Stored data entries

===============

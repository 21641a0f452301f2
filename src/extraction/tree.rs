use std::fmt::Debug;
use std::str::FromStr;

use serde::{Deserialize, Serialize};

/// Layout classification of a container node, mirroring CSS `display`.
#[derive(Debug, Clone, Copy, PartialEq, Eq, Serialize, Deserialize)]
#[serde(rename_all = "kebab-case")]
pub enum Display {
    Block,
    Flex,
    Grid,
    Table,
    Inline,
    InlineBlock,
    ListItem,
    Contents,
    None,
}

impl Display {
    /// Containers that start a new paragraph for sentence extraction.
    ///
    /// Only block, flex, grid and table count; list items and inline-blocks are
    /// walked through like inline formatting.
    pub fn is_paragraph_boundary(self) -> bool {
        matches!(
            self,
            Display::Block | Display::Flex | Display::Grid | Display::Table
        )
    }

    pub fn as_str(self) -> &'static str {
        match self {
            Display::Block => "block",
            Display::Flex => "flex",
            Display::Grid => "grid",
            Display::Table => "table",
            Display::Inline => "inline",
            Display::InlineBlock => "inline-block",
            Display::ListItem => "list-item",
            Display::Contents => "contents",
            Display::None => "none",
        }
    }
}

impl FromStr for Display {
    type Err = String;

    fn from_str(value: &str) -> Result<Self, Self::Err> {
        match value.trim().to_ascii_lowercase().as_str() {
            "block" => Ok(Display::Block),
            "flex" => Ok(Display::Flex),
            "grid" => Ok(Display::Grid),
            "table" => Ok(Display::Table),
            "inline" => Ok(Display::Inline),
            "inline-block" => Ok(Display::InlineBlock),
            "list-item" => Ok(Display::ListItem),
            "contents" => Ok(Display::Contents),
            "none" => Ok(Display::None),
            other => Err(format!("unsupported display value '{other}'")),
        }
    }
}

/// A position in the tree.
///
/// For a text node `offset` counts characters into its text; for a container
/// it counts child nodes, so `offset == 0` sits before the first child.
#[derive(Debug, Clone, Copy, PartialEq, Eq)]
pub struct BoundaryPoint<N> {
    pub node: N,
    pub offset: usize,
}

impl<N> BoundaryPoint<N> {
    pub fn new(node: N, offset: usize) -> Self {
        Self { node, offset }
    }
}

/// A selected span plus the plain text it covers.
#[derive(Debug, Clone, PartialEq, Eq)]
pub struct SelectionRange<N> {
    pub start: BoundaryPoint<N>,
    pub end: BoundaryPoint<N>,
    pub text: String,
}

/// The user's current selection; usually zero or one range.
#[derive(Debug, Clone, PartialEq, Eq)]
pub struct Selection<N> {
    ranges: Vec<SelectionRange<N>>,
}

impl<N> Selection<N> {
    pub fn empty() -> Self {
        Self { ranges: Vec::new() }
    }

    pub fn from_range(range: SelectionRange<N>) -> Self {
        Self {
            ranges: vec![range],
        }
    }

    pub fn range_count(&self) -> usize {
        self.ranges.len()
    }

    pub fn range_at(&self, index: usize) -> Option<&SelectionRange<N>> {
        self.ranges.get(index)
    }
}

impl<N> Default for Selection<N> {
    fn default() -> Self {
        Self::empty()
    }
}

/// Read-only view of a document tree.
pub trait DocumentTree {
    type Node: Copy + Eq + Debug;

    fn parent(&self, node: Self::Node) -> Option<Self::Node>;

    fn is_text(&self, node: Self::Node) -> bool;

    /// Layout classification; text nodes report [`Display::Inline`].
    fn display(&self, node: Self::Node) -> Display;

    /// Concatenated text of every text node under `node`, in document order.
    fn text_content(&self, node: Self::Node) -> String;

    /// Number of characters of `container`'s flattened text that precede
    /// `point`, or `None` when the point lies outside `container`.
    fn text_offset(
        &self,
        container: Self::Node,
        point: BoundaryPoint<Self::Node>,
    ) -> Option<usize>;

    fn ancestors(&self, node: Self::Node) -> Vec<Self::Node> {
        let mut chain = vec![node];
        let mut current = node;
        while let Some(parent) = self.parent(current) {
            chain.push(parent);
            current = parent;
        }
        chain
    }

    /// Deepest node containing both `a` and `b`.
    fn common_ancestor(&self, a: Self::Node, b: Self::Node) -> Option<Self::Node> {
        let b_chain = self.ancestors(b);
        self.ancestors(a)
            .into_iter()
            .find(|candidate| b_chain.contains(candidate))
    }
}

===============

**TASK PROMPT**
Only the lines containing the string "bool" are needed; pull them out of the records.

**RESULT OF THIS TASK**
    pub fn is_paragraph_boundary(self) -> bool {
    fn is_text(&self, node: Self::Node) -> bool;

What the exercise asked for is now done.